After four years of getting nowhere with my Rheumatologist, I took the bull by the horns and did some research of my own about my burning red palms. I found Erythromelalgia. After showing my rheumatologist everything I had, and being dismissed, it was time to take action myself. I found Dr. Roman Cregg, a specialist pain management consultant who also has a keen interest in Erythromelalgia. I emailed him, enclosing photographs, and he called me to say he would be very interested to see me. Then another blow - my GP refused to refer me. I needed to see this specialist. I self referred, privately, at a great financial cost, and I met with Dr Roman Cregg last week.

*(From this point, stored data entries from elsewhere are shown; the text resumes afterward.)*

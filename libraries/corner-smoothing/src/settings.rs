use crate::consts::{DEFAULT_MAX_COEF1, DEFAULT_MAX_COEF2, MAX_STORED_PRESETS};
use crate::error::SmoothingError;
use crate::presets::PresetStore;
use crate::profile::ProfileOptions;

use serde::{Deserialize, Serialize};

/// The pair of tuning coefficients.
/// - `coef1` is the anchor offset, as a fraction of the handle length.
/// - `coef2` is the handle offset, as a fraction of the handle length.
#[derive(Copy, Clone, Debug, PartialEq, Default, Serialize, Deserialize)]
pub struct Coefficients {
	pub coef1: f64,
	pub coef2: f64,
}

impl Coefficients {
	pub const ZERO: Coefficients = Coefficients { coef1: 0., coef2: 0. };

	pub const fn new(coef1: f64, coef2: f64) -> Self {
		Self { coef1, coef2 }
	}

	/// Clamp both coefficients into their allowed ranges, the way a slider would.
	#[must_use]
	pub fn clamped(self, limits: CoefficientLimits) -> Self {
		Self {
			coef1: self.coef1.clamp(0., limits.max_coef1),
			coef2: self.coef2.clamp(0., limits.max_coef2),
		}
	}

	/// Return the coefficients unchanged if both lie within their allowed ranges.
	pub fn checked(self, limits: CoefficientLimits) -> Result<Self, SmoothingError> {
		let check = |name: &'static str, value: f64, max: f64| {
			if (0. ..=max).contains(&value) {
				Ok(())
			} else {
				Err(SmoothingError::CoefficientOutOfRange { name, value, max })
			}
		};
		check("anchor", self.coef1, limits.max_coef1)?;
		check("handle", self.coef2, limits.max_coef2)?;
		Ok(self)
	}
}

/// Upper bounds of the coefficient sliders. Both lower bounds are zero.
#[derive(Copy, Clone, Debug, PartialEq, Serialize, Deserialize)]
pub struct CoefficientLimits {
	pub max_coef1: f64,
	pub max_coef2: f64,
}

impl Default for CoefficientLimits {
	fn default() -> Self {
		Self {
			max_coef1: DEFAULT_MAX_COEF1,
			max_coef2: DEFAULT_MAX_COEF2,
		}
	}
}

/// Everything a host remembers between runs: the current coefficients, slider limits, saved presets and display toggles.
#[derive(Clone, Debug, PartialEq, Serialize, Deserialize)]
#[serde(default)]
pub struct Settings {
	pub coefficients: Coefficients,
	pub limits: CoefficientLimits,
	pub presets: PresetStore,
	/// Draw the curvature profile after tuning.
	pub show_profile: bool,
	/// Show the coefficients and presets before running, instead of running silently with the last used coefficients.
	pub show_ui: bool,
	pub profile: ProfileOptions,
}

impl Default for Settings {
	fn default() -> Self {
		let presets = PresetStore::default();
		let coefficients = presets.iter().next().map(|preset| preset.coefficients()).unwrap_or_default();
		Self {
			coefficients,
			limits: CoefficientLimits::default(),
			presets,
			show_profile: true,
			show_ui: true,
			profile: ProfileOptions::default(),
		}
	}
}

impl Settings {
	/// Check values that may have been edited by hand or restored from an older store.
	pub fn validate(&self) -> Result<(), SmoothingError> {
		if !(self.limits.max_coef1 > 0. && self.limits.max_coef2 > 0.) {
			return Err(SmoothingError::InvalidSettings(format!("coefficient limits must be positive, found {:?}", self.limits)));
		}
		if self.presets.len() > MAX_STORED_PRESETS {
			return Err(SmoothingError::InvalidSettings(format!("{} presets stored, at most {MAX_STORED_PRESETS} are supported", self.presets.len())));
		}
		if let Some(preset) = self.presets.iter().find(|preset| preset.coefficients().checked(self.limits).is_err()) {
			return Err(SmoothingError::InvalidSettings(format!("preset \"{}\" is outside of the coefficient limits", preset.name)));
		}
		self.coefficients.checked(self.limits)?;
		self.profile.validate()
	}

	/// Replace the current coefficients, rejecting values outside of the limits.
	pub fn set_coefficients(&mut self, coefficients: Coefficients) -> Result<(), SmoothingError> {
		self.coefficients = coefficients.checked(self.limits)?;
		Ok(())
	}

	/// Make the named preset current and return its coefficients.
	pub fn select_preset(&mut self, name: &str) -> Result<Coefficients, SmoothingError> {
		let coefficients = self.presets.get(name).ok_or_else(|| SmoothingError::UnknownPreset(name.to_string()))?.coefficients();
		self.set_coefficients(coefficients)?;
		Ok(coefficients)
	}

	/// The index of the preset matching the current coefficients, if any.
	pub fn selected_preset(&self) -> Option<usize> {
		self.presets.position_matching(self.coefficients)
	}

	/// Forget everything, as if the tool had never been run before.
	pub fn factory_reset(&mut self) {
		*self = Self::default();
	}
}
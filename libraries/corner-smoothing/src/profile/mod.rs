mod builder;
mod stitch;

pub use builder::{CurvatureProfileBuilder, build_path_profile};
pub use stitch::stitch_original_points;

use crate::bezier::Segment;
use crate::color::Color;
use crate::consts::{DEFAULT_PROFILE_OPACITY, DEFAULT_PROFILE_SCALE, DEFAULT_SAMPLE_STEPS, MAX_SAMPLE_STEPS, SECTOR_SCALE_DIVISOR};
use crate::error::SmoothingError;
use crate::path::AnchorPoint;

use glam::DVec2;
use serde::{Deserialize, Serialize};

/// How far a profile point is pushed off the path for a given curvature.
#[derive(Copy, Clone, Debug, PartialEq, Eq, Default, Serialize, Deserialize)]
pub enum ProfileMode {
	/// `position + scale * curvature * (dy, -dx) * |d|`, which keeps the profile the same shape when the path is scaled.
	#[default]
	NormalScaled,
	/// `position + curvature * (dy, -dx) * sector_length / 25`, using the arc length of the segment instead of the tangent length.
	SectorScaled,
}

#[derive(Clone, Debug, PartialEq, Serialize, Deserialize)]
#[serde(default)]
pub struct ProfileOptions {
	/// Parameter steps per curved segment. Each curved segment is sampled `steps + 1` times.
	pub steps: usize,
	/// Visualization scale used by [ProfileMode::NormalScaled].
	pub scale: f64,
	pub mode: ProfileMode,
	/// Fill of the emitted profile paths.
	pub color: Color,
	pub opacity: f32,
}

impl Default for ProfileOptions {
	fn default() -> Self {
		Self {
			steps: DEFAULT_SAMPLE_STEPS,
			scale: DEFAULT_PROFILE_SCALE,
			mode: ProfileMode::NormalScaled,
			color: Color::PROFILE_ORANGE,
			opacity: DEFAULT_PROFILE_OPACITY,
		}
	}
}

impl ProfileOptions {
	/// Reject options that would sample without end or write non-finite profile vertices.
	pub fn validate(&self) -> Result<(), SmoothingError> {
		let invalid = |message: String| Err(SmoothingError::InvalidSettings(message));

		if !(1..=MAX_SAMPLE_STEPS).contains(&self.steps) {
			return invalid(format!("profile steps must lie between 1 and {MAX_SAMPLE_STEPS}, found {}", self.steps));
		}
		if !(self.scale.is_finite() && self.scale >= 0.) {
			return invalid(format!("profile scale must be a finite non-negative number, found {}", self.scale));
		}
		if !(0. ..=1.).contains(&self.opacity) {
			return invalid(format!("profile opacity must lie between 0 and 1, found {}", self.opacity));
		}
		let (red, green, blue, alpha) = self.color.components();
		if Color::from_rgbaf32(red, green, blue, alpha).is_none() {
			return invalid(format!("profile color channels must lie between 0 and 1, found {:?}", self.color));
		}
		Ok(())
	}
}

/// One evaluation of a curved segment while building its profile.
#[derive(Copy, Clone, Debug, PartialEq)]
pub struct CurvatureSample {
	pub t: f64,
	pub position: DVec2,
	/// The profile vertex, offset from `position` along the normal in proportion to the curvature.
	pub curvature_offset_point: DVec2,
	pub curvature_magnitude: f64,
}

impl CurvatureSample {
	/// Sample `segment` at `t`, or `None` where its tangent is degenerate.
	pub fn evaluate(segment: &Segment, t: f64, sector_length: f64, options: &ProfileOptions) -> Option<Self> {
		let position = segment.evaluate(t);
		let derivative = segment.derivative(t);
		let curvature = segment.curvature(t)?;

		// The tangent rotated a quarter turn clockwise, not normalized
		let normal = DVec2::new(derivative.y, -derivative.x);
		let offset = match options.mode {
			ProfileMode::NormalScaled => normal * (options.scale * curvature * derivative.length()),
			ProfileMode::SectorScaled => normal * (curvature * sector_length / SECTOR_SCALE_DIVISOR),
		};

		Some(Self {
			t,
			position,
			curvature_offset_point: position + offset,
			curvature_magnitude: curvature.abs(),
		})
	}
}

/// A filled, unstroked path drawn as part of a curvature profile.
#[derive(Clone, Debug, PartialEq, Serialize, Deserialize)]
pub struct ProfilePath {
	pub points: Vec<AnchorPoint>,
	pub closed: bool,
	pub fill: Color,
	pub opacity: f32,
}

impl ProfilePath {
	pub fn new(points: Vec<AnchorPoint>, options: &ProfileOptions) -> Self {
		Self {
			points,
			closed: true,
			fill: options.color,
			opacity: options.opacity,
		}
	}

	pub fn len(&self) -> usize {
		self.points.len()
	}

	pub fn is_empty(&self) -> bool {
		self.points.is_empty()
	}

	pub fn anchors(&self) -> Vec<DVec2> {
		self.points.iter().map(|point| point.anchor).collect()
	}
}

/// Everything produced while building the profile of one path.
#[derive(Clone, Debug, PartialEq, Default)]
pub struct CurvatureProfile {
	/// Non-empty profile paths in the order they were started.
	pub paths: Vec<ProfilePath>,
	/// The source path flattened into a polyline, used to measure the arc length of each segment.
	pub polyline: Vec<DVec2>,
	pub total_length: f64,
	/// Largest absolute curvature among the emitted samples, zero when nothing was sampled.
	pub max_curvature: f64,
}
mod structs;
pub use structs::*;

use crate::bezier::Segment;

use glam::DVec2;
use serde::{Deserialize, Serialize};
use std::fmt::{Debug, Formatter, Result};
use std::ops::{Index, IndexMut};

/// Structure used to represent a vector path as it exists in the host document: an ordered list of [AnchorPoint]s and the
/// stroke attributes the host reports for it.
#[derive(Clone, PartialEq, Serialize, Deserialize)]
pub struct Path {
	points: Vec<AnchorPoint>,
	pub closed: bool,
	#[serde(default)]
	pub stroke_width: f64,
	#[serde(default)]
	pub stroked: bool,
}

/// Iteration structure for iterating across each segment of a [Path].
pub struct SegmentIter<'a> {
	index: usize,
	path: &'a Path,
}

impl Index<usize> for Path {
	type Output = AnchorPoint;

	fn index(&self, index: usize) -> &Self::Output {
		assert!(index < self.len(), "Index out of bounds in trait Index of Path.");
		&self.points[index]
	}
}

impl IndexMut<usize> for Path {
	fn index_mut(&mut self, index: usize) -> &mut Self::Output {
		assert!(index < self.len(), "Index out of bounds in trait IndexMut of Path.");
		&mut self.points[index]
	}
}

impl Iterator for SegmentIter<'_> {
	type Item = Segment;

	fn next(&mut self) -> Option<Self::Item> {
		let segment = self.path.segment(self.index)?;
		self.index += 1;
		Some(segment)
	}
}

impl Debug for Path {
	fn fmt(&self, f: &mut Formatter<'_>) -> Result {
		f.debug_struct("Path").field("closed", &self.closed).field("points", &self.points).finish()
	}
}

impl Path {
	/// Create a new unstroked `Path` from a list of [AnchorPoint]s.
	pub fn new(points: Vec<AnchorPoint>, closed: bool) -> Self {
		Self {
			points,
			closed,
			stroke_width: 0.,
			stroked: false,
		}
	}

	/// Create a `Path` made only of sharp corners.
	pub fn from_anchors(anchors: impl IntoIterator<Item = DVec2>, closed: bool) -> Self {
		Self::new(anchors.into_iter().map(AnchorPoint::corner).collect(), closed)
	}

	#[must_use]
	pub fn with_stroke(mut self, stroke_width: f64) -> Self {
		self.stroke_width = stroke_width;
		self.stroked = true;
		self
	}

	pub fn is_empty(&self) -> bool {
		self.points.is_empty()
	}

	/// Returns the number of [AnchorPoint]s contained within the `Path`.
	pub fn len(&self) -> usize {
		self.points.len()
	}

	/// Returns the number of segments. A closed path has one segment per point, an open path one fewer.
	pub fn len_segments(&self) -> usize {
		let mut number_of_segments = self.len();
		if !self.closed && number_of_segments > 0 {
			number_of_segments -= 1
		}
		number_of_segments
	}

	/// Returns the segment at the given index, wrapping back to the first point for the closing segment of a closed path.
	pub fn segment(&self, segment_index: usize) -> Option<Segment> {
		if segment_index >= self.len_segments() {
			return None;
		}
		Some(self[segment_index].to_segment(&self[(segment_index + 1) % self.len()]))
	}

	/// Returns an iterator of the [Segment]s along the `Path`.
	pub fn iter(&self) -> SegmentIter<'_> {
		SegmentIter { path: self, index: 0 }
	}

	pub fn points(&self) -> &[AnchorPoint] {
		&self.points
	}

	pub fn points_mut(&mut self) -> &mut [AnchorPoint] {
		&mut self.points
	}

	pub fn anchors(&self) -> Vec<DVec2> {
		self.points.iter().map(|point| point.anchor).collect()
	}

	/// Indices of the previous and next points, wrapping around the ends of the point list regardless of whether the path is closed.
	///
	/// # Panics
	/// When `index` is out of bounds, including any index into an empty path.
	pub fn neighbors(&self, index: usize) -> (usize, usize) {
		let len = self.len();
		assert!(index < len, "Point index {index} is out of bounds for a path of {len} points");
		let previous = if index == 0 { len - 1 } else { index - 1 };
		let next = if index == len - 1 { 0 } else { index + 1 };
		(previous, next)
	}

	pub fn selected_indices(&self) -> impl Iterator<Item = usize> + '_ {
		self.points.iter().enumerate().filter(|(_, point)| point.selected).map(|(index, _)| index)
	}

	pub fn set_selection(&mut self, selected: impl Fn(usize) -> bool) {
		for (index, point) in self.points.iter_mut().enumerate() {
			point.selected = selected(index);
		}
	}
}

Although I do not have a confirmed diagnosis, he was very thorough, took full history, read all of the copy rheumy letters and asked to keep them and advised that from what he has seen (I was in a mild flare at the time and skin temp was elevated compared to rest of arm), he thinks it is Erythromelalgia. My pain started 3/4 years ago and is getting progressively worse as the months go by. As I cannot afford private healthcare, he has said that he will write to my GP and hopes to meet me again at the National Hospital for Neurology and Neurosurgery in London. He has started me on aspirin 300mg once daily for 5 days and I am then to drop him an email to let him know how that's working out (not too great so far!) and then he will consider gabapentin.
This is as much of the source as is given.